Coyote et Litteul Kevin (Coyote) - Le Lombard

Coyote et Litteul Kevin (Coyote) - Le Lombard
Rubrique Dossiers
Publié le mercredi 18 avril 2012 par
MAJ mercredi 18 avril 2012 à 15h23min

Non, pas besoin de changer (ou chausser) vos lunettes ! Oui, vous avez bien lu ! Les auteurs de cet album sont bel et bien Coyote ET Litteul Kévin. En fait, Coyote, le dessinateur, et Litteul Kévin, son personnage fétiche, ont tellement en commun que c’est via le prisme de son baby biker rigolard que l’auteur nous raconte son autobiographie graphique. Puisque cet album retrace la vie, l’oeuvre et la carrière de Coyote.

20 ans, c’est forcément une étape importante dans une vie, et peut-être encore plus dans une vie d’artiste, d’où ce coup d’oeil dans le rétroviseur de la part d’un dessinateur définitivement associé à la mythologie biker, notamment avec ses deux séries fétiches, « Mammouth et Piston » et, donc, « Litteul Kévin ». Deux séries n’étant d’ailleurs pas sans rapports étroits puisque c’est dans la première qu’apparaîtront quelques-uns des personnages qui feront les belles heures de la seconde, à commencer par Chacal, le papa de Kévin, ainsi que la plupart des membres de son club de bikers.

Biker lui-même, Coyote sait donc parfaitement de quoi il parle dans ses albums, avec des anecdotes dont on devine que certaines sont probablement autobiographiques. Ce qui nous ramène à la genèse de cet album. Pas un album de bande dessinée au sens strict du terme, mais plutôt un beau livre illustré.

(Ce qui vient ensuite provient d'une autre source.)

//! Seat registry: assignment, reservation deadlines, reclamation.

use chrono::{DateTime, Utc};
use thiserror::Error;

use crate::protocol::{PlayerSummary, ReclaimOutcome, ReclaimRejectReason, Seat, UserId};

#[derive(Debug, Clone, Copy, Error, PartialEq, Eq)]
pub enum SeatError {
    #[error("no free seat in the room")]
    RoomFull,
    #[error("user already holds a seat")]
    AlreadySeated,
}

/// All seats of one room. Persisted as a plain array under the `seats` key.
///
/// Invariants: at most one seat per user; turn orders unique; a disconnected
/// seat always carries a reconnect deadline.
#[derive(Debug, Clone, Default)]
pub struct SeatRegistry {
    seats: Vec<Seat>,
}

impl SeatRegistry {
    pub fn new() -> Self {
        Self::default()
    }

    pub fn from_seats(seats: Vec<Seat>) -> Self {
        Self { seats }
    }

    pub fn to_vec(&self) -> Vec<Seat> {
        self.seats.clone()
    }

    pub fn len(&self) -> usize {
        self.seats.len()
    }

    pub fn is_empty(&self) -> bool {
        self.seats.is_empty()
    }

    pub fn get(&self, user_id: UserId) -> Option<&Seat> {
        self.seats.iter().find(|s| s.user_id == user_id)
    }

    pub fn iter(&self) -> impl Iterator<Item = &Seat> {
        self.seats.iter()
    }

    /// Seats in turn order, the order play proceeds in.
    pub fn in_turn_order(&self) -> Vec<&Seat> {
        let mut seats: Vec<&Seat> = self.seats.iter().collect();
        seats.sort_by_key(|s| s.turn_order);
        seats
    }

    pub fn summaries(&self, host_id: UserId) -> Vec<PlayerSummary> {
        self.in_turn_order()
            .into_iter()
            .map(|s| PlayerSummary::from_seat(s, host_id))
            .collect()
    }

    /// Assign the lowest free turn order to a new player.
    pub fn assign(
        &mut self,
        user_id: UserId,
        display_name: String,
        max_players: u8,
        is_ai: bool,
        ai_profile_id: Option<String>,
    ) -> Result<u8, SeatError> {
        if self.get(user_id).is_some() {
            return Err(SeatError::AlreadySeated);
        }
        if self.seats.len() >= usize::from(max_players) {
            return Err(SeatError::RoomFull);
        }

        let turn_order = (0..max_players)
            .find(|order| !self.seats.iter().any(|s| s.turn_order == *order))
            .ok_or(SeatError::RoomFull)?;

        self.seats.push(Seat {
            user_id,
            display_name,
            turn_order,
            is_connected: !is_ai,
            reconnect_deadline: None,
            is_ai,
            ai_profile_id,
        });
        Ok(turn_order)
    }

    /// Reserve the seat of a user whose socket dropped.
    /// Returns the deadline actually recorded, None when the user holds no seat.
    pub fn mark_disconnected(
        &mut self,
        user_id: UserId,
        deadline: DateTime<Utc>,
    ) -> Option<DateTime<Utc>> {
        let seat = self.seats.iter_mut().find(|s| s.user_id == user_id)?;
        seat.is_connected = false;
        seat.reconnect_deadline = Some(deadline);
        Some(deadline)
    }

    /// Atomic reclaim check. The interval is half-open: a reconnect at
    /// exactly the deadline is rejected.
    pub fn reclaim(&mut self, user_id: UserId, now: DateTime<Utc>) -> ReclaimOutcome {
        let Some(seat) = self.seats.iter_mut().find(|s| s.user_id == user_id) else {
            return ReclaimOutcome::Spectator(ReclaimRejectReason::NoSeat);
        };

        if seat.is_connected {
            // A live connection already owns the seat; the caller decides
            // whether that connection is actually alive
            return ReclaimOutcome::Spectator(ReclaimRejectReason::SeatTaken);
        }

        match seat.reconnect_deadline {
            Some(deadline) if now < deadline => {
                seat.is_connected = true;
                seat.reconnect_deadline = None;
                ReclaimOutcome::Reclaimed
            }
            _ => ReclaimOutcome::Spectator(ReclaimRejectReason::DeadlinePassed),
        }
    }

    /// Force a seat back to connected without deadline checks. Used when the
    /// registry says connected but no live socket exists (post-crash wake).
    pub fn force_reconnect(&mut self, user_id: UserId) -> bool {
        match self.seats.iter_mut().find(|s| s.user_id == user_id) {
            Some(seat) => {
                seat.is_connected = true;
                seat.reconnect_deadline = None;
                true
            }
            None => false,
        }
    }

    pub fn release(&mut self, user_id: UserId) -> Option<Seat> {
        let pos = self.seats.iter().position(|s| s.user_id == user_id)?;
        Some(self.seats.remove(pos))
    }

    /// Disconnected seats whose deadline has passed, in turn order.
    pub fn expired(&self, now: DateTime<Utc>) -> Vec<UserId> {
        let mut expired: Vec<&Seat> = self
            .seats
            .iter()
            .filter(|s| {
                !s.is_connected && s.reconnect_deadline.is_some_and(|deadline| deadline <= now)
            })
            .collect();
        expired.sort_by_key(|s| s.turn_order);
        expired.into_iter().map(|s| s.user_id).collect()
    }

    pub fn human_count(&self) -> usize {
        self.seats.iter().filter(|s| !s.is_ai).count()
    }

    pub fn ai_count(&self) -> usize {
        self.seats.iter().filter(|s| s.is_ai).count()
    }

    /// The remaining player best placed to inherit the host role: the
    /// earliest turn order among non-AI seats.
    pub fn next_host_candidate(&self, excluding: UserId) -> Option<UserId> {
        self.in_turn_order()
            .into_iter()
            .find(|s| !s.is_ai && s.user_id != excluding)
            .map(|s| s.user_id)
    }

    /// Invariant sweep used by tests: disconnected iff deadline set.
    pub fn invariants_hold(&self) -> bool {
        let unique_orders = {
            let mut orders: Vec<u8> = self.seats.iter().map(|s| s.turn_order).collect();
            orders.sort_unstable();
            orders.windows(2).all(|w| w[0] != w[1])
        };
        unique_orders
            && self
                .seats
                .iter()
                .all(|s| s.is_connected == s.reconnect_deadline.is_none())
    }
}

#[cfg(test)]
mod tests {
    use super::*;
    use uuid::Uuid;

    fn registry_with(n: u8) -> (SeatRegistry, Vec<UserId>) {
        let mut registry = SeatRegistry::new();
        let users: Vec<UserId> = (0..n).map(|_| Uuid::new_v4()).collect();
        for (i, &user) in users.iter().enumerate() {
            registry.assign(user, format!("p{i}"), 4, false, None).unwrap();
        }
        (registry, users)
    }

    #[test]
    fn assign_gives_sequential_turn_orders() {
        let (registry, users) = registry_with(3);
        for (i, &user) in users.iter().enumerate() {
            assert_eq!(registry.get(user).unwrap().turn_order, i as u8);
        }
        assert!(registry.invariants_hold());
    }

    #[test]
    fn assign_rejects_duplicates_and_overflow() {
        let (mut registry, users) = registry_with(4);
        assert_eq!(
            registry.assign(users[0], "again".into(), 4, false, None),
            Err(SeatError::AlreadySeated)
        );
        assert_eq!(
            registry.assign(Uuid::new_v4(), "late".into(), 4, false, None),
            Err(SeatError::RoomFull)
        );
    }

    #[test]
    fn released_turn_order_is_reused() {
        let (mut registry, users) = registry_with(3);
        registry.release(users[1]).unwrap();
        let newcomer = Uuid::new_v4();
        let order = registry.assign(newcomer, "new".into(), 4, false, None).unwrap();
        assert_eq!(order, 1);
        assert!(registry.invariants_hold());
    }

    #[test]
    fn reclaim_within_window_restores_the_seat() {
        let (mut registry, users) = registry_with(2);
        let now = Utc::now();
        let deadline = now + chrono::Duration::minutes(5);
        registry.mark_disconnected(users[0], deadline);
        assert!(registry.invariants_hold());

        let outcome = registry.reclaim(users[0], now + chrono::Duration::minutes(4));
        assert_eq!(outcome, ReclaimOutcome::Reclaimed);
        let seat = registry.get(users[0]).unwrap();
        assert!(seat.is_connected);
        assert!(seat.reconnect_deadline.is_none());
        assert_eq!(seat.turn_order, 0, "same seat, same turn order");
    }

    #[test]
    fn reclaim_at_exact_deadline_is_rejected() {
        let (mut registry, users) = registry_with(1);
        let now = Utc::now();
        let deadline = now + chrono::Duration::minutes(5);
        registry.mark_disconnected(users[0], deadline);

        let outcome = registry.reclaim(users[0], deadline);
        assert_eq!(outcome, ReclaimOutcome::Spectator(ReclaimRejectReason::DeadlinePassed));
    }

    #[test]
    fn reclaim_reasons() {
        let (mut registry, users) = registry_with(2);
        let now = Utc::now();

        assert_eq!(
            registry.reclaim(Uuid::new_v4(), now),
            ReclaimOutcome::Spectator(ReclaimRejectReason::NoSeat)
        );
        // Still connected: someone holds the seat
        assert_eq!(
            registry.reclaim(users[0], now),
            ReclaimOutcome::Spectator(ReclaimRejectReason::SeatTaken)
        );
    }

    #[test]
    fn expired_lists_only_past_deadlines() {
        let (mut registry, users) = registry_with(3);
        let now = Utc::now();
        registry.mark_disconnected(users[0], now - chrono::Duration::seconds(1));
        registry.mark_disconnected(users[2], now + chrono::Duration::minutes(1));

        assert_eq!(registry.expired(now), vec![users[0]]);
        // Boundary: a deadline exactly at now is expired
        registry.mark_disconnected(users[1], now);
        let expired = registry.expired(now);
        assert!(expired.contains(&users[0]) && expired.contains(&users[1]));
        assert!(!expired.contains(&users[2]));
    }

    #[test]
    fn host_candidate_skips_ai_seats() {
        let mut registry = SeatRegistry::new();
        let host = Uuid::new_v4();
        let human = Uuid::new_v4();
        registry.assign(host, "host".into(), 4, false, None).unwrap();
        registry
            .assign(Uuid::new_v4(), "bot".into(), 4, true, Some("greedy".into()))
            .unwrap();
        registry.assign(human, "human".into(), 4, false, None).unwrap();

        assert_eq!(registry.next_host_candidate(host), Some(human));
        assert_eq!(registry.ai_count(), 1);
        assert_eq!(registry.human_count(), 2);
    }
}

En 64 pages Coyote s’emploie à nous raconter son parcours de dessinateur. En trichant d’ailleurs un peu au passage puisque la naissance de tout ça, au propre comme au figuré, remonte en fait à 1985, avec un premier recueil de gags bikers. Puis, en 1987, c’est une seconde naissance qui va définitivement porter sur les fonds baptismaux son futur petit héros, puisque c’est cette année là que naît le « vrai » fils de Coyote, beau bébé joufflu à la bouille joviale, prénommé, je vous le donne en mille, eh oui, Kévin. Difficile, dès lors, de ne pas voir dans le petit personnage dessiné un double parfait du petit bonhomme de chair et d’os qui vient d’entrer dans la vie de Coyote. Ce dont ce dernier ne se cache pas, d’ailleurs.

C’est donc à partir de là que Coyote va nous raconter les parcours parallèles de ses personnages aussi bien que de sa petite famille et de lui-même, à la fois par le texte et par le dessin.

L’écriture de Coyote est directe, franche, sans effets de style, mais avec force détails évocateurs et anecdotes croustillantes, comme ses scenarii en fait. Il nous raconte à la fois ses aventures humaines de monsieur presque tout le monde, ses atermoiements créateurs, ses tâtonnements artistiques, ou son plaisir sincère à dessiner gros cubes, courbes affriolantes et gags désopilants.

Côté dessins, Coyote est allé rechercher au fond de ses cartons quelques raretés, esquisses, premiers efforts et crobards divers. Le tout pour illustrer son parcours graphique essentiellement empreint de l’esprit biker. Ainsi, entre cartes de vœux, planches inédites, porte-folios, les motos, et plus particulièrement les grosses cylindrées, de préférence américaines, sont au centre de l’oeuvre de Coyote. Mais pas que... Il nous donne aussi à voir quelques pin-ups du meilleur effet. Et pas seulement de l’accorte jeune fille plutôt gironde et court vêtue, mais aussi toute une galerie de bikers « bigger than life » comme disent les anglophones, sans parler d’hommages assumés (Astérix, Batman, Terminator, Tarantino, Easy Rider).

L’ensemble est à la fois informatif, plaisant à lire et à regarder, alerte et sans prétention, autre que celle de nous faire partager la passion de Coyote tant pour la moto que pour le dessin.

20 ans ! Le bel âge à ce qu’on dit ! En tout cas un âge qui semble avoir apporté à Coyote une sorte de maturité tant graphique qu’humaine. D’où ce besoin de revenir, avec nous, sur son parcours d’auteur à succès en ouvrant une partie de ses malles au trésor. On attend maintenant la suite des aventures de Litteul Kévin, puisqu’il n’y a pas de raison que tous les deux s’arrêtent en si bon chemin.